WHAT IS REQUIRED
Within the records below, filter for lines carrying the word "struct" and copy them.

Items from a dataset

★ ★ ★

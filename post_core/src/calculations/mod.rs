//! # Post-Processing Calculations
//!
//! Each calculation module follows the same layout:
//!
//! - a pure function computing one record from already-extracted values
//!   (`compute_resultants`, `resolve_reaction`, ...), with no I/O
//! - a batch pass that reads fields through a
//!   [`ResultSource`](crate::results::ResultSource), calls the pure function
//!   per (entity, set) and collects records in scoping order
//!
//! Batch passes never zero-fill. A record whose inputs are incomplete is
//! reported in the pass's `skipped` list and the pass carries on; any other
//! error aborts the pass.
//!
//! ## Available Calculations
//!
//! - [`stress_resultant`] - Beam stress resultants with governing-end selection
//! - [`joint_reaction`] - MPC184 joint reaction forces and moments
//! - [`beam_probe`] - Beam probe table for beam connections
//! - [`surface_reaction`] - Summed reactions over named selections
//! - [`peak_values`] - Max equivalent stress, max deformation, directional maxima over time,
//!   mean/alternating stress
//! - [`contact_pressure`] - Nodal contact pressure with node coordinates

pub mod beam_probe;
pub mod contact_pressure;
pub mod joint_reaction;
pub mod peak_values;
pub mod stress_resultant;
pub mod surface_reaction;

use std::collections::BTreeMap;

use serde::{Deserialize, Serialize};
use tracing::warn;

use crate::errors::{PostError, PostResult};
use crate::fields::FieldsContainer;
use crate::results::ResultSource;
use crate::time_scoping::TimeScoping;

pub use beam_probe::{BeamProbeRecord, BoltSummaryRecord};
pub use contact_pressure::ContactPressureRecord;
pub use joint_reaction::JointReaction;
pub use peak_values::{MeanAlternatingRecord, PeakValue};
pub use stress_resultant::{EndLabel, StressConvention, StressResultant};
pub use surface_reaction::SurfaceReaction;

/// A record a batch pass could not compute.
#[derive(Debug, Clone, PartialEq, Serialize, Deserialize)]
pub struct SkippedRecord {
    /// Element, joint or named-selection id
    pub entity_id: u32,
    pub name: String,
    /// Result set, when the failure is specific to one set
    pub set: Option<usize>,
    pub reason: PostError,
}

impl SkippedRecord {
    pub(crate) fn new(entity_id: u32, name: &str, set: Option<usize>, reason: PostError) -> Self {
        warn!(
            entity = entity_id,
            name,
            set = ?set,
            code = reason.error_code(),
            "skipping record: {}",
            reason
        );
        SkippedRecord {
            entity_id,
            name: name.to_string(),
            set,
            reason,
        }
    }
}

/// Records of a batch pass plus the records it had to skip.
#[derive(Debug, Clone, PartialEq, Serialize, Deserialize)]
pub struct PassOutput<T> {
    pub records: Vec<T>,
    pub skipped: Vec<SkippedRecord>,
}

impl<T> Default for PassOutput<T> {
    fn default() -> Self {
        PassOutput {
            records: Vec::new(),
            skipped: Vec::new(),
        }
    }
}

/// SMISC channels read for a set of elements, keyed by item number.
///
/// A channel the results file does not contain is kept as a per-channel
/// error so that each affected record can report it.
pub(crate) struct ChannelReader {
    channels: BTreeMap<u32, Result<FieldsContainer, PostError>>,
}

impl ChannelReader {
    pub(crate) fn read<S>(
        source: &S,
        items: &[u32],
        scoping: &TimeScoping,
        element_ids: &[u32],
    ) -> PostResult<Self>
    where
        S: ResultSource + ?Sized,
    {
        let mut channels = BTreeMap::new();
        for &item in items {
            let entry = match source.smisc(item, scoping, element_ids) {
                Ok(fc) => Ok(fc),
                Err(e) if e.is_record_local() => Err(e),
                Err(e) => return Err(e),
            };
            channels.insert(item, entry);
        }
        Ok(ChannelReader { channels })
    }

    /// Value of `item` for `element` at result set `set`
    pub(crate) fn value(&self, item: u32, set: usize, element: u32) -> PostResult<f64> {
        let fc = match self.channels.get(&item) {
            Some(Ok(fc)) => fc,
            Some(Err(e)) => return Err(e.clone()),
            None => {
                return Err(PostError::missing_field(
                    format!("SMISC {}", item),
                    "channel was not requested",
                ))
            }
        };
        fc.get(set)
            .and_then(|field| field.scalar_at(element))
            .ok_or_else(|| {
                PostError::missing_field(
                    format!("SMISC {}", item),
                    format!("element {} set {}", element, set),
                )
            })
    }

    /// Like [`value`](Self::value) but a missing value reads as `None`.
    pub(crate) fn optional(&self, item: u32, set: usize, element: u32) -> Option<f64> {
        self.value(item, set, element).ok()
    }
}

★ ★ ★

TASK ANSWER
pub struct SkippedRecord {
pub struct PassOutput<T> {
pub(crate) struct ChannelReader {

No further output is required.